··· Material to process

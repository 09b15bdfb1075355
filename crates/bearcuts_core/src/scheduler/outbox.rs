//! Scheduler that records commands for a host platform to apply.
//!
//! The mobile shell owns the real OS notification center. Core validates
//! each request, then hands the host an ordered list of schedule/cancel
//! commands alongside the operation result.

use super::{
    check_request, NotificationRequest, NotificationScheduler, ScheduleError, SchedulerClock,
};
use log::warn;
use serde::{Deserialize, Serialize};
use std::sync::Mutex;

/// Instruction for the host notification center.
#[derive(Debug, Clone, PartialEq, Eq, Serialize, Deserialize)]
#[serde(tag = "op", rename_all = "snake_case")]
pub enum NotificationCommand {
    Schedule(NotificationRequest),
    Cancel { identifier: String },
}

/// Records accepted commands in call order.
#[derive(Debug, Default)]
pub struct OutboxScheduler {
    clock: SchedulerClock,
    commands: Mutex<Vec<NotificationCommand>>,
}

impl OutboxScheduler {
    pub fn new() -> Self {
        Self::default()
    }

    /// Creates an outbox whose notion of "now" is pinned to `now_ms`.
    pub fn at(now_ms: i64) -> Self {
        Self {
            clock: SchedulerClock::Fixed(now_ms),
            commands: Mutex::default(),
        }
    }

    /// Takes every recorded command, leaving the outbox empty.
    pub fn drain(&self) -> Vec<NotificationCommand> {
        self.commands
            .lock()
            .map(|mut commands| std::mem::take(&mut *commands))
            .unwrap_or_default()
    }

    fn push(&self, command: NotificationCommand) -> Result<(), ScheduleError> {
        self.commands
            .lock()
            .map(|mut commands| commands.push(command))
            .map_err(|_| ScheduleError::Rejected("outbox lock poisoned".to_string()))
    }
}

impl NotificationScheduler for OutboxScheduler {
    fn schedule(&self, request: &NotificationRequest) -> Result<(), ScheduleError> {
        check_request(request, self.clock.now_ms())?;
        self.push(NotificationCommand::Schedule(request.clone()))
    }

    fn cancel(&self, identifier: &str) {
        let command = NotificationCommand::Cancel {
            identifier: identifier.to_string(),
        };
        if let Err(err) = self.push(command) {
            warn!(
                "event=notification_cancel module=scheduler status=error error_code=outbox_unavailable error={err}"
            );
        }
    }
}

#[cfg(test)]
mod tests {
    use super::{NotificationCommand, OutboxScheduler};
    use crate::scheduler::{NotificationRequest, NotificationScheduler};

    #[test]
    fn records_commands_in_call_order_and_drains() {
        let outbox = OutboxScheduler::at(0);
        let request = NotificationRequest {
            identifier: "r1".to_string(),
            fire_at_ms: 10,
            title: "t".to_string(),
            body: "b".to_string(),
            payload: None,
        };
        outbox.schedule(&request).unwrap();
        outbox.cancel("r1");

        let commands = outbox.drain();
        assert_eq!(
            commands,
            vec![
                NotificationCommand::Schedule(request),
                NotificationCommand::Cancel {
                    identifier: "r1".to_string()
                },
            ]
        );
        assert!(outbox.drain().is_empty());
    }

    #[test]
    fn rejected_request_is_not_recorded() {
        let outbox = OutboxScheduler::at(100);
        let request = NotificationRequest {
            identifier: "r1".to_string(),
            fire_at_ms: 10,
            title: "t".to_string(),
            body: "b".to_string(),
            payload: None,
        };
        assert!(outbox.schedule(&request).is_err());
        assert!(outbox.drain().is_empty());
    }

    #[test]
    fn cancel_on_poisoned_outbox_does_not_panic() {
        let outbox = OutboxScheduler::at(0);
        let poisoned = std::panic::catch_unwind(std::panic::AssertUnwindSafe(|| {
            let _commands = outbox.commands.lock().unwrap();
            panic!("poison outbox lock");
        }));
        assert!(poisoned.is_err());

        outbox.cancel("r1");
        assert!(outbox.drain().is_empty());
    }
}
//! Persistent key-value store contracts and implementations.
//!
//! # Responsibility
//! - Define the blob-by-key persistence seam used by the reminder store.
//! - Provide SQLite (on-device) and in-memory (tests, previews) backends.
//!
//! # Invariants
//! - `set` replaces the whole value stored under a key.
//! - `get` on a key that was never written returns `Ok(None)`.

use crate::db::DbError;
use std::error::Error;
use std::fmt::{Display, Formatter};

mod memory;
mod sqlite;

pub use memory::MemoryKeyValueStore;
pub use sqlite::SqliteKeyValueStore;

pub type KvResult<T> = Result<T, KvError>;

/// Key-value backend failure.
#[derive(Debug)]
pub enum KvError {
    Db(DbError),
    /// Non-SQLite backend failure with a human-readable reason.
    Backend(String),
}

impl Display for KvError {
    fn fmt(&self, f: &mut Formatter<'_>) -> std::fmt::Result {
        match self {
            Self::Db(err) => write!(f, "{err}"),
            Self::Backend(message) => write!(f, "key-value backend error: {message}"),
        }
    }
}

impl Error for KvError {
    fn source(&self) -> Option<&(dyn Error + 'static)> {
        match self {
            Self::Db(err) => Some(err),
            Self::Backend(_) => None,
        }
    }
}

impl From<DbError> for KvError {
    fn from(value: DbError) -> Self {
        Self::Db(value)
    }
}

impl From<rusqlite::Error> for KvError {
    fn from(value: rusqlite::Error) -> Self {
        Self::Db(DbError::Sqlite(value))
    }
}

/// Blob storage addressed by string keys.
pub trait KeyValueStore {
    fn get(&self, key: &str) -> KvResult<Option<Vec<u8>>>;
    fn set(&self, key: &str, value: &[u8]) -> KvResult<()>;
}

impl<T: KeyValueStore + ?Sized> KeyValueStore for &T {
    fn get(&self, key: &str) -> KvResult<Option<Vec<u8>>> {
        (**self).get(key)
    }

    fn set(&self, key: &str, value: &[u8]) -> KvResult<()> {
        (**self).set(key, value)
    }
}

······

Exercise aim » Say how many lines above hold the word "rusqlite", giving only the count.

Your solution » 2